EXERCISE INSTRUCTIONS
Below are some entries. Repeat exactly the lines from the one with "pub fn internal(message: impl" through the one with "#[derive(Debug, Serialize)]", and only those.

*** Opening SOURCE INFORMATION ***

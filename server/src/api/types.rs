//! Shared API types
//!
//! Error envelope and pagination used across all endpoints.

use axum::Json;
use axum::http::StatusCode;
use axum::response::{IntoResponse, Response};
use serde::Serialize;
use validator::ValidationError;

use crate::core::constants::{DEFAULT_PAGE_LIMIT, MAX_PAGE_LIMIT};
use crate::data::UpstreamError;

pub const DEFAULT_PAGE: u32 = 1;
pub const MAX_PAGE: u32 = 10_000;

pub fn validate_page(page: u32) -> Result<(), ValidationError> {
    if page < 1 {
        return Err(ValidationError::new("page_min").with_message("Page must be >= 1".into()));
    }
    if page > MAX_PAGE {
        return Err(ValidationError::new("page_max")
            .with_message(format!("Page must be <= {}", MAX_PAGE).into()));
    }
    Ok(())
}

pub fn validate_limit(limit: u32) -> Result<(), ValidationError> {
    if limit == 0 || limit > MAX_PAGE_LIMIT {
        return Err(ValidationError::new("limit_range")
            .with_message(format!("Limit must be between 1 and {}", MAX_PAGE_LIMIT).into()));
    }
    Ok(())
}

/// Standard API error response
#[derive(Debug)]
pub enum ApiError {
    BadRequest { code: String, message: String },
    NotFound { code: String, message: String },
    BadGateway { code: String, message: String },
    Internal { message: String },
}

impl ApiError {
    pub fn bad_request(code: impl Into<String>, message: impl Into<String>) -> Self {
        Self::BadRequest {
            code: code.into(),
            message: message.into(),
        }
    }

    pub fn not_found(code: impl Into<String>, message: impl Into<String>) -> Self {
        Self::NotFound {
            code: code.into(),
            message: message.into(),
        }
    }

    pub fn trace_not_found(trace_id: &str) -> Self {
        Self::not_found("TRACE_NOT_FOUND", format!("Trace not found: {}", trace_id))
    }

    pub fn internal(message: impl Into<String>) -> Self {
        Self::Internal {
            message: message.into(),
        }
    }

    /// Upstream failures surface as 502; details stay in the log
    pub fn from_upstream(e: UpstreamError) -> Self {
        tracing::error!(error = %e, "Upstream request failed");
        match e {
            UpstreamError::Config(message) | UpstreamError::Fixture(message) => {
                Self::internal(message)
            }
            _ => Self::BadGateway {
                code: "UPSTREAM_ERROR".to_string(),
                message: "Trace source is unavailable".to_string(),
            },
        }
    }
}

impl IntoResponse for ApiError {
    fn into_response(self) -> Response {
        let (status, error_type, code, message) = match self {
            Self::BadRequest { code, message } => {
                (StatusCode::BAD_REQUEST, "bad_request", code, message)
            }
            Self::NotFound { code, message } => (StatusCode::NOT_FOUND, "not_found", code, message),
            Self::BadGateway { code, message } => {
                (StatusCode::BAD_GATEWAY, "bad_gateway", code, message)
            }
            Self::Internal { message } => (
                StatusCode::INTERNAL_SERVER_ERROR,
                "internal_error",
                "INTERNAL".to_string(),
                message,
            ),
        };
        (
            status,
            Json(serde_json::json!({
                "error": error_type,
                "code": code,
                "message": message
            })),
        )
            .into_response()
    }
}

pub fn default_page() -> u32 {
    DEFAULT_PAGE
}

pub fn default_limit() -> u32 {
    DEFAULT_PAGE_LIMIT
}

#[derive(Debug, Serialize)]
pub struct PaginationMeta {
    pub page: u32,
    pub limit: u32,
    pub total_items: u64,
    pub total_pages: u64,
}

impl PaginationMeta {
    pub fn new(page: u32, limit: u32, total_items: u64) -> Self {
        Self {
            page,
            limit,
            total_items,
            total_pages: total_items.div_ceil(u64::from(limit.max(1))),
        }
    }
}

/// Slice one page out of an already ordered list
pub fn paginate<T>(items: Vec<T>, page: u32, limit: u32) -> (Vec<T>, PaginationMeta) {
    let meta = PaginationMeta::new(page, limit, items.len() as u64);
    let skip = (page.saturating_sub(1) as usize).saturating_mul(limit as usize);
    let data = items.into_iter().skip(skip).take(limit as usize).collect();
    (data, meta)
}
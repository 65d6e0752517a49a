//! Core application

use std::sync::Arc;

use anyhow::{Context, Result};
use chrono::Utc;

use crate::api::ApiServer;
use crate::core::banner;
use crate::core::cli::{self, CliConfig, Commands, TraceFilterArgs};
use crate::core::config::AppConfig;
use crate::core::constants::{DEFAULT_LOG_FILTER, DEFAULT_TEXT_TIMELINE_WIDTH, ENV_LOG};
use crate::core::render::{print_json, render_text_timeline, text_timeline_options};
use crate::core::shutdown::ShutdownService;
use crate::data::TraceSource;
use crate::data::types::Span;
use crate::data::upstream::open_source;
use crate::domain::filters::{self, FilterContext, TraceFilterParams};
use crate::domain::timeline::{self, CollapsedSet};
use crate::domain::{TraceStatusIndex, build_span_tree, compute_metrics, group_by_session};

pub struct CoreApp {
    pub shutdown: ShutdownService,
    pub config: AppConfig,
    pub source: Arc<dyn TraceSource>,
}

impl CoreApp {
    /// Run the application with CLI argument parsing
    pub async fn run() -> Result<()> {
        dotenvy::dotenv().ok();
        Self::init_logging();

        tracing::debug!("Application starting");

        let (cli_config, command) = cli::parse();
        tracing::trace!(command = ?command, "Parsed command");

        let app = Self::init(&cli_config).await?;
        match command {
            Some(Commands::Serve) | None => Self::start_server(app).await,
            Some(Commands::Traces { filters, limit }) => app.print_traces(filters, limit).await,
            Some(Commands::Tree { trace_id }) => app.print_tree(&trace_id).await,
            Some(Commands::Timeline {
                trace_id,
                width,
                collapse,
            }) => app.print_timeline(&trace_id, width, collapse).await,
            Some(Commands::Metrics { trace_id, filters }) => {
                app.print_metrics(trace_id.as_deref(), filters).await
            }
            Some(Commands::Sessions) => app.print_sessions().await,
        }
    }

    async fn init(cli: &CliConfig) -> Result<Self> {
        let config = AppConfig::load(cli)?;
        let source = open_source(&config.upstream)
            .await
            .context("Failed to open trace source")?;
        tracing::debug!(source = source.name(), "Trace source ready");

        Ok(Self {
            shutdown: ShutdownService::new(),
            config,
            source,
        })
    }

    fn init_logging() {
        let filter = std::env::var(ENV_LOG)
            .or_else(|_| std::env::var("RUST_LOG"))
            .unwrap_or_else(|_| DEFAULT_LOG_FILTER.to_string());

        tracing_subscriber::fmt()
            .with_target(false)
            .with_thread_ids(false)
            .with_level(true)
            .with_ansi(true)
            .with_writer(std::io::stderr)
            .compact()
            .with_env_filter(filter)
            .init();
    }

    async fn start_server(app: Self) -> Result<()> {
        app.shutdown.install_signal_handlers();

        let source_label = match &app.config.upstream.fixture_path {
            Some(path) => path.display().to_string(),
            None => app.config.upstream.base_url.clone(),
        };
        banner::print_banner(&app.config.server.host, app.config.server.port, &source_label);

        let server = ApiServer::new(app);
        let app = server.start().await?;
        app.shutdown.shutdown().await;

        Ok(())
    }

    fn filter_context<'a>(&self) -> FilterContext<'a> {
        FilterContext::new(Utc::now()).with_thresholds(self.config.filters.thresholds())
    }

    async fn trace_spans(&self, trace_id: &str) -> Result<Vec<Span>> {
        let spans = self
            .source
            .get_trace(trace_id)
            .await
            .with_context(|| format!("Failed to fetch trace {}", trace_id))?;
        if spans.is_empty() {
            anyhow::bail!("Trace not found: {}", trace_id);
        }
        Ok(spans)
    }

    async fn print_traces(&self, args: TraceFilterArgs, limit: Option<usize>) -> Result<()> {
        let traces = self
            .source
            .list_traces()
            .await
            .context("Failed to list traces")?;

        let ctx = self.filter_context();
        let mut filtered = filters::apply(&traces, &TraceFilterParams::from(args).parse(), &ctx);
        let quick_stats = filters::quick_stats(&filtered, &ctx);
        if let Some(limit) = limit {
            filtered.truncate(limit);
        }

        print_json(&serde_json::json!({
            "traces": filtered,
            "quick_stats": quick_stats,
        }))
    }

    async fn print_tree(&self, trace_id: &str) -> Result<()> {
        let spans = self.trace_spans(trace_id).await?;
        print_json(&build_span_tree(&spans))
    }

    async fn print_timeline(
        &self,
        trace_id: &str,
        width: Option<usize>,
        collapse: Vec<String>,
    ) -> Result<()> {
        let spans = self.trace_spans(trace_id).await?;
        let forest = build_span_tree(&spans);
        let collapsed: CollapsedSet = collapse.into_iter().collect();
        let options = text_timeline_options(width.unwrap_or(DEFAULT_TEXT_TIMELINE_WIDTH));

        let layout = timeline::layout(&forest, &collapsed, &options);
        print!("{}", render_text_timeline(&layout, &options));
        Ok(())
    }

    async fn print_metrics(&self, trace_id: Option<&str>, args: TraceFilterArgs) -> Result<()> {
        let traces = self
            .source
            .list_traces()
            .await
            .context("Failed to list traces")?;
        let spans = match trace_id {
            Some(id) => self.trace_spans(id).await?,
            None => Vec::new(),
        };

        let statuses = TraceStatusIndex::from_spans(&spans);
        let ctx = self.filter_context().with_statuses(&statuses);
        let filtered = filters::apply(&traces, &TraceFilterParams::from(args).parse(), &ctx);

        print_json(&compute_metrics(
            &filtered,
            &spans,
            &self.config.metrics.options(),
        ))
    }

    async fn print_sessions(&self) -> Result<()> {
        let traces = self
            .source
            .list_traces()
            .await
            .context("Failed to list traces")?;
        let labels = self.source.session_labels().await;
        print_json(&group_by_session(&traces, &labels))
    }
}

*** Closing SOURCE INFORMATION ***

ANSWER TO THE EXERCISE
    pub fn internal(message: impl Into<String>) -> Self {
        Self::Internal {
            message: message.into(),
        }
    }

    /// Upstream failures surface as 502; details stay in the log
    pub fn from_upstream(e: UpstreamError) -> Self {
        tracing::error!(error = %e, "Upstream request failed");
        match e {
            UpstreamError::Config(message) | UpstreamError::Fixture(message) => {
                Self::internal(message)
            }
            _ => Self::BadGateway {
                code: "UPSTREAM_ERROR".to_string(),
                message: "Trace source is unavailable".to_string(),
            },
        }
    }
}

impl IntoResponse for ApiError {
    fn into_response(self) -> Response {
        let (status, error_type, code, message) = match self {
            Self::BadRequest { code, message } => {
                (StatusCode::BAD_REQUEST, "bad_request", code, message)
            }
            Self::NotFound { code, message } => (StatusCode::NOT_FOUND, "not_found", code, message),
            Self::BadGateway { code, message } => {
                (StatusCode::BAD_GATEWAY, "bad_gateway", code, message)
            }
            Self::Internal { message } => (
                StatusCode::INTERNAL_SERVER_ERROR,
                "internal_error",
                "INTERNAL".to_string(),
                message,
            ),
        };
        (
            status,
            Json(serde_json::json!({
                "error": error_type,
                "code": code,
                "message": message
            })),
        )
            .into_response()
    }
}

pub fn default_page() -> u32 {
    DEFAULT_PAGE
}

pub fn default_limit() -> u32 {
    DEFAULT_PAGE_LIMIT
}

#[derive(Debug, Serialize)]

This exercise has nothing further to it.